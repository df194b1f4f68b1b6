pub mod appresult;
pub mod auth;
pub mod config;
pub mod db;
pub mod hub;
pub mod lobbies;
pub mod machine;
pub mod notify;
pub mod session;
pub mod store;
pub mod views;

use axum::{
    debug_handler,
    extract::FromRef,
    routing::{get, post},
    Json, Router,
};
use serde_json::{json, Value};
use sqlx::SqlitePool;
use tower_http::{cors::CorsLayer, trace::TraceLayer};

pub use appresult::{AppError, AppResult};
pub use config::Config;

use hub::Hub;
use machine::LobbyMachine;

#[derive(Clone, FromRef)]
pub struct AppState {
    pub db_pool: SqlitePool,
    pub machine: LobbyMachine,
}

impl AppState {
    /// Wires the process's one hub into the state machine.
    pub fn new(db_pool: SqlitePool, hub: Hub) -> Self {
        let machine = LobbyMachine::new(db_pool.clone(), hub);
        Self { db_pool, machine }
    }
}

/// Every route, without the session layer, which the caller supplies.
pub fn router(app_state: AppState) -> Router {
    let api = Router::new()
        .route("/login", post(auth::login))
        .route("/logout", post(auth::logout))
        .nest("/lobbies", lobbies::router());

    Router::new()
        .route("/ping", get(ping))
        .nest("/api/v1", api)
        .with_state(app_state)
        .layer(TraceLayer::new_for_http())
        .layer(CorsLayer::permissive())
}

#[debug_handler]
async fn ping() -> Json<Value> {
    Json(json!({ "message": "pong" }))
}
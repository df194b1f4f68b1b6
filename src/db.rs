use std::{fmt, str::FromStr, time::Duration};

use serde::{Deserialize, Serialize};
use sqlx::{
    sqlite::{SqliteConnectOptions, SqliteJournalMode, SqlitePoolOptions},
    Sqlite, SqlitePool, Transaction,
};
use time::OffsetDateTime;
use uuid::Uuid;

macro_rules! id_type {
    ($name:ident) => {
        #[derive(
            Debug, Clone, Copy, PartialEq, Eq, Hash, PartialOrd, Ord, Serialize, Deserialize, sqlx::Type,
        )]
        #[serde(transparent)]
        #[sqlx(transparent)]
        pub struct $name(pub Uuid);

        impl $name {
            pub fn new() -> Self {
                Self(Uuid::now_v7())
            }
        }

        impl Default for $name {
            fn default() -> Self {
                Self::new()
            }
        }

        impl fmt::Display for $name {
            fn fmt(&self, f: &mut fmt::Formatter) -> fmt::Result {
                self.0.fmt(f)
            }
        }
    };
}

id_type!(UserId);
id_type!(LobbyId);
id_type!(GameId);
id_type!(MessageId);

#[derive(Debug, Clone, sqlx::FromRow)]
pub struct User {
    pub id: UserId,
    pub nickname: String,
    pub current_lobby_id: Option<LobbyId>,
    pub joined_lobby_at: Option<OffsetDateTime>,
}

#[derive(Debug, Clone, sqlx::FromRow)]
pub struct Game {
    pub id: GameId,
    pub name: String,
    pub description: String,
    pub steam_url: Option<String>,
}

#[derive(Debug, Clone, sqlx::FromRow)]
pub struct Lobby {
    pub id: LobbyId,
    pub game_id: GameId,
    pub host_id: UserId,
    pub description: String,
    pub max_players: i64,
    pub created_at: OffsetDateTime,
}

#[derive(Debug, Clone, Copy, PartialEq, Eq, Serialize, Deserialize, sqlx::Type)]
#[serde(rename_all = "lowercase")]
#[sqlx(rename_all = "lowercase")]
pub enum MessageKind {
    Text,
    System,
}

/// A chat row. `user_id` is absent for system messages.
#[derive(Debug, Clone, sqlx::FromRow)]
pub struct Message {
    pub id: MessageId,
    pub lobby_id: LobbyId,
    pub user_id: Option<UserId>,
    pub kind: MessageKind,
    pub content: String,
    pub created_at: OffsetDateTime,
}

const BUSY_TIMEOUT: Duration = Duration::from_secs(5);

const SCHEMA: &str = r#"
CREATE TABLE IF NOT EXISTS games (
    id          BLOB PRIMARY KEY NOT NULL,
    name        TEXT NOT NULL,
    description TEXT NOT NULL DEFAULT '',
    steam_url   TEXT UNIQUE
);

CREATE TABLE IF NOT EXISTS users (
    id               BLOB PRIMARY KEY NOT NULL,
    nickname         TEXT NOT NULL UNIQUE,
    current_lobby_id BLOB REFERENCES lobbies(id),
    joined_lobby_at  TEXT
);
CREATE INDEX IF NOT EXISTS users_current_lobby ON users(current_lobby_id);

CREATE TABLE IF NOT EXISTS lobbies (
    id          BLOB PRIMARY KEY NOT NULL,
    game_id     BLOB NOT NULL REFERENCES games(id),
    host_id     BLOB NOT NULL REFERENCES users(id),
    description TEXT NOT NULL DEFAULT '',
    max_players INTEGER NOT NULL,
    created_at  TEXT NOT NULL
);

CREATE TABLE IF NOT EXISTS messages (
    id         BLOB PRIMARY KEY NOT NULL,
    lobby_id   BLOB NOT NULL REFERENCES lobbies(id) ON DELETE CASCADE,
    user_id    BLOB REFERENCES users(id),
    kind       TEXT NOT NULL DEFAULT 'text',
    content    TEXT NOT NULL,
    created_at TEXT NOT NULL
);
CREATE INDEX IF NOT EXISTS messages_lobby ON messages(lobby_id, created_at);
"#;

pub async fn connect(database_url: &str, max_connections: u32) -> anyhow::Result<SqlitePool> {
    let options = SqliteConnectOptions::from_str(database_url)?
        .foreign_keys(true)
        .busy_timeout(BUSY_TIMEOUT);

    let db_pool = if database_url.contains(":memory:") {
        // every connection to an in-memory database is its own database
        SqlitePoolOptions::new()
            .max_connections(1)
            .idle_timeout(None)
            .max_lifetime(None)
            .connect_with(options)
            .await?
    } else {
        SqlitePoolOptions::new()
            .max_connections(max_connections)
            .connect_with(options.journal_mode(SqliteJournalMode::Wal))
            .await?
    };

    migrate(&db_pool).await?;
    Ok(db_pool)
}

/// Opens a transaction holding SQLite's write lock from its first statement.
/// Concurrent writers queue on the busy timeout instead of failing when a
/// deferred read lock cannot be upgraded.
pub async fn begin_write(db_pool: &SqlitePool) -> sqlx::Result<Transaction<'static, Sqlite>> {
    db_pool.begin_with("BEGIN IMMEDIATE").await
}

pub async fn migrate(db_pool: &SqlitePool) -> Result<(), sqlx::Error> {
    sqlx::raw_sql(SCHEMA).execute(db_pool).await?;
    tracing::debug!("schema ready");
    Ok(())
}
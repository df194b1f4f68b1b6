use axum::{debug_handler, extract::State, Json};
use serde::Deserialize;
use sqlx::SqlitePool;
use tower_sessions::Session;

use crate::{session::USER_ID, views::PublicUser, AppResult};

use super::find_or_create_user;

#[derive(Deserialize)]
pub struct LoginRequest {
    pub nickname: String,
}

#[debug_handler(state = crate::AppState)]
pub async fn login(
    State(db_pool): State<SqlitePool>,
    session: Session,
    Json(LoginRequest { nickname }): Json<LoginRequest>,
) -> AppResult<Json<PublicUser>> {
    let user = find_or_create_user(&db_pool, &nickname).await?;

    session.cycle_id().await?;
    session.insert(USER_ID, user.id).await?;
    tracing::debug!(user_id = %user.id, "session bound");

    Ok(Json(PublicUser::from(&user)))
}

§

▶ **EXERCISE INSTRUCTIONS**
Within the material above, output exactly the lines from the one with "pub struct Message" through the one with "const BUSY_TIMEOUT: Duration", end lines included, and nothing besides.

▶ **RESULT OF THIS TASK**
pub struct Message {
    pub id: MessageId,
    pub lobby_id: LobbyId,
    pub user_id: Option<UserId>,
    pub kind: MessageKind,
    pub content: String,
    pub created_at: OffsetDateTime,
}

const BUSY_TIMEOUT: Duration = Duration::from_secs(5);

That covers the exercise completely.